Он тоже изложил свою жизнь. Он был талантливым рассказчиком, и жизнь его стоила фантастического романа. Все последние годы ходил по краю пропасти, и не всегда мог объяснить, как остался цел и невредим. В рассказе прибавлял: "Вот тут обдумайте и обсудите. Мне самому не все понятно, и, кроме того, не всех могу назвать".
Слушали и видели, что Шварц – необыкновенный человек, предельной смелости, страшной воли. Он далеко не так скучно-несомненен, как Данилов; в нем есть что-то от авантюриста. Но если Шварц изменник – тогда революция и террор вообще невозможны.
Очередь Бодрясина. Он долго трет лоб и пытается преодолеть первую согласную:
– К-к-как уж и рассказывать – не знаю. Н-ничего в моей жизни нет интересного и замечательного. Единственно должен сказать, что мне неоткуда было стать мерзавцем. Родом я из мужиков, отец был сельский попик, но оч-чень хороший. Воспитан попросту, к-карьеры не искал, учился ничего себе, а потом прямо в тюрьму. Ув-влечений не имею и к деньгам д-довольно равнодушен. Главное, что жил среди порядочных людей, даже отличных, так что не было случая заразиться п-под-подлостью.

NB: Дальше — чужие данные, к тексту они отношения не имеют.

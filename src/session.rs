//! Per-visitor session state
//!
//! A `Session` is owned by exactly one request. It carries an opaque id,
//! a JSON data bag, lifecycle timestamps, and a read-once flash sub-bag
//! stored under a reserved key that normal data access never sees.

use crate::error::{Result, SessionError};
use chrono::{DateTime, Utc};
use serde::de::DeserializeOwned;
use serde::{Deserialize, Serialize};
use serde_json::{Map, Value};

/// Reserved data key holding pending flash messages
pub const FLASH_KEY: &str = "_flashes";

/// Mutable per-visitor session state
///
/// Serialized as camelCase JSON: `{"id","data","createdAt","updatedAt","rotatedAt"}`.
#[derive(Debug, Clone, PartialEq, Serialize, Deserialize)]
#[serde(rename_all = "camelCase")]
pub struct Session {
    id: String,

    #[serde(default)]
    data: Map<String, Value>,

    created_at: DateTime<Utc>,

    updated_at: DateTime<Utc>,

    rotated_at: DateTime<Utc>,

    /// Id this session carried before its last rotation, until saved
    #[serde(skip)]
    previous_id: Option<String>,
}

impl Session {
    pub(crate) fn new(id: String, now: DateTime<Utc>) -> Self {
        Self {
            id,
            data: Map::new(),
            created_at: now,
            updated_at: now,
            rotated_at: now,
            previous_id: None,
        }
    }

    /// Opaque session identifier
    pub fn id(&self) -> &str {
        &self.id
    }

    /// When the session was first minted
    pub fn created_at(&self) -> DateTime<Utc> {
        self.created_at
    }

    /// When the session was last saved
    pub fn updated_at(&self) -> DateTime<Utc> {
        self.updated_at
    }

    /// When the session id was last rotated
    pub fn rotated_at(&self) -> DateTime<Utc> {
        self.rotated_at
    }

    pub(crate) fn previous_id(&self) -> Option<&str> {
        self.previous_id.as_deref()
    }

    pub(crate) fn touch(&mut self, now: DateTime<Utc>) {
        self.updated_at = now;
    }

    pub(crate) fn replace_id(&mut self, id: String, now: DateTime<Utc>) {
        let old = std::mem::replace(&mut self.id, id);
        // Keep the id that is actually persisted, not an intermediate one
        if self.previous_id.is_none() {
            self.previous_id = Some(old);
        }
        self.rotated_at = now;
        if self.updated_at < now {
            self.updated_at = now;
        }
    }

    pub(crate) fn clear_previous_id(&mut self) {
        self.previous_id = None;
    }

    // ------------------------------------------------------------------
    // Data bag
    // ------------------------------------------------------------------

    /// Get a raw value
    pub fn get_value(&self, key: &str) -> Option<&Value> {
        if key == FLASH_KEY {
            return None;
        }
        self.data.get(key)
    }

    /// Get a value deserialized into `T`
    ///
    /// Returns `None` if the key is absent or the stored value does not
    /// deserialize into `T`.
    pub fn get<T: DeserializeOwned>(&self, key: &str) -> Option<T> {
        self.get_value(key)
            .and_then(|v| serde_json::from_value(v.clone()).ok())
    }

    /// Get a string value
    pub fn get_str(&self, key: &str) -> Option<&str> {
        self.get_value(key).and_then(Value::as_str)
    }

    /// Get a boolean value
    pub fn get_bool(&self, key: &str) -> Option<bool> {
        self.get_value(key).and_then(Value::as_bool)
    }

    /// Get an integer value
    pub fn get_i64(&self, key: &str) -> Option<i64> {
        self.get_value(key).and_then(Value::as_i64)
    }

    /// Get a floating point value (integers are widened)
    pub fn get_f64(&self, key: &str) -> Option<f64> {
        self.get_value(key).and_then(Value::as_f64)
    }

    /// Insert a value, replacing any previous one
    pub fn insert(&mut self, key: impl Into<String>, value: impl Serialize) -> Result<()> {
        let key = key.into();
        if key == FLASH_KEY {
            return Err(SessionError::ReservedKey(key));
        }
        let value = serde_json::to_value(value)?;
        self.data.insert(key, value);
        Ok(())
    }

    /// Remove a value, returning it if present
    pub fn remove(&mut self, key: &str) -> Option<Value> {
        if key == FLASH_KEY {
            return None;
        }
        self.data.remove(key)
    }

    /// Check if a key exists
    pub fn contains_key(&self, key: &str) -> bool {
        self.get_value(key).is_some()
    }

    /// Iterate over user-visible keys
    pub fn keys(&self) -> impl Iterator<Item = &str> {
        self.data
            .keys()
            .map(String::as_str)
            .filter(|k| *k != FLASH_KEY)
    }

    /// Number of user-visible entries
    pub fn len(&self) -> usize {
        self.data.len() - usize::from(self.data.contains_key(FLASH_KEY))
    }

    /// True when no user-visible entries exist
    pub fn is_empty(&self) -> bool {
        self.len() == 0
    }

    /// Remove all user-visible entries; pending flashes survive
    pub fn clear(&mut self) {
        self.data.retain(|k, _| k == FLASH_KEY);
    }

    // ------------------------------------------------------------------
    // Flash messages
    // ------------------------------------------------------------------

    /// Add a flash message, overwriting any message in the same category
    pub fn add_flash(&mut self, category: impl Into<String>, message: impl Into<Value>) {
        let entry = self
            .data
            .entry(FLASH_KEY)
            .or_insert_with(|| Value::Object(Map::new()));
        if !entry.is_object() {
            *entry = Value::Object(Map::new());
        }
        if let Value::Object(flashes) = entry {
            flashes.insert(category.into(), message.into());
        }
    }

    /// Take a flash message, consuming it
    pub fn get_flash(&mut self, category: &str) -> Option<Value> {
        let Some(Value::Object(flashes)) = self.data.get_mut(FLASH_KEY) else {
            return None;
        };
        let message = flashes.remove(category);
        if flashes.is_empty() {
            self.data.remove(FLASH_KEY);
        }
        message
    }

    /// Take all flash messages, leaving none behind
    pub fn get_flashes(&mut self) -> Map<String, Value> {
        match self.data.remove(FLASH_KEY) {
            Some(Value::Object(flashes)) => flashes,
            _ => Map::new(),
        }
    }

    /// Check for a flash message without consuming it
    pub fn has_flash(&self, category: &str) -> bool {
        self.data
            .get(FLASH_KEY)
            .and_then(Value::as_object)
            .is_some_and(|flashes| flashes.contains_key(category))
    }
}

А больше и рассказывать нечего. Я в-вообще в п-провокаторы как-то не гожусь.
Когда говорил Бодрясин, все чувствовали, что есть в этой всеобщей исповеди ложь. Что должен доказать Бодрясин? Что он не украл собственных вещей? Что он не продает своего святого? Разве Бодрясин – не сама революция? И разве не кощунственно в нем усумниться? Все были смущены.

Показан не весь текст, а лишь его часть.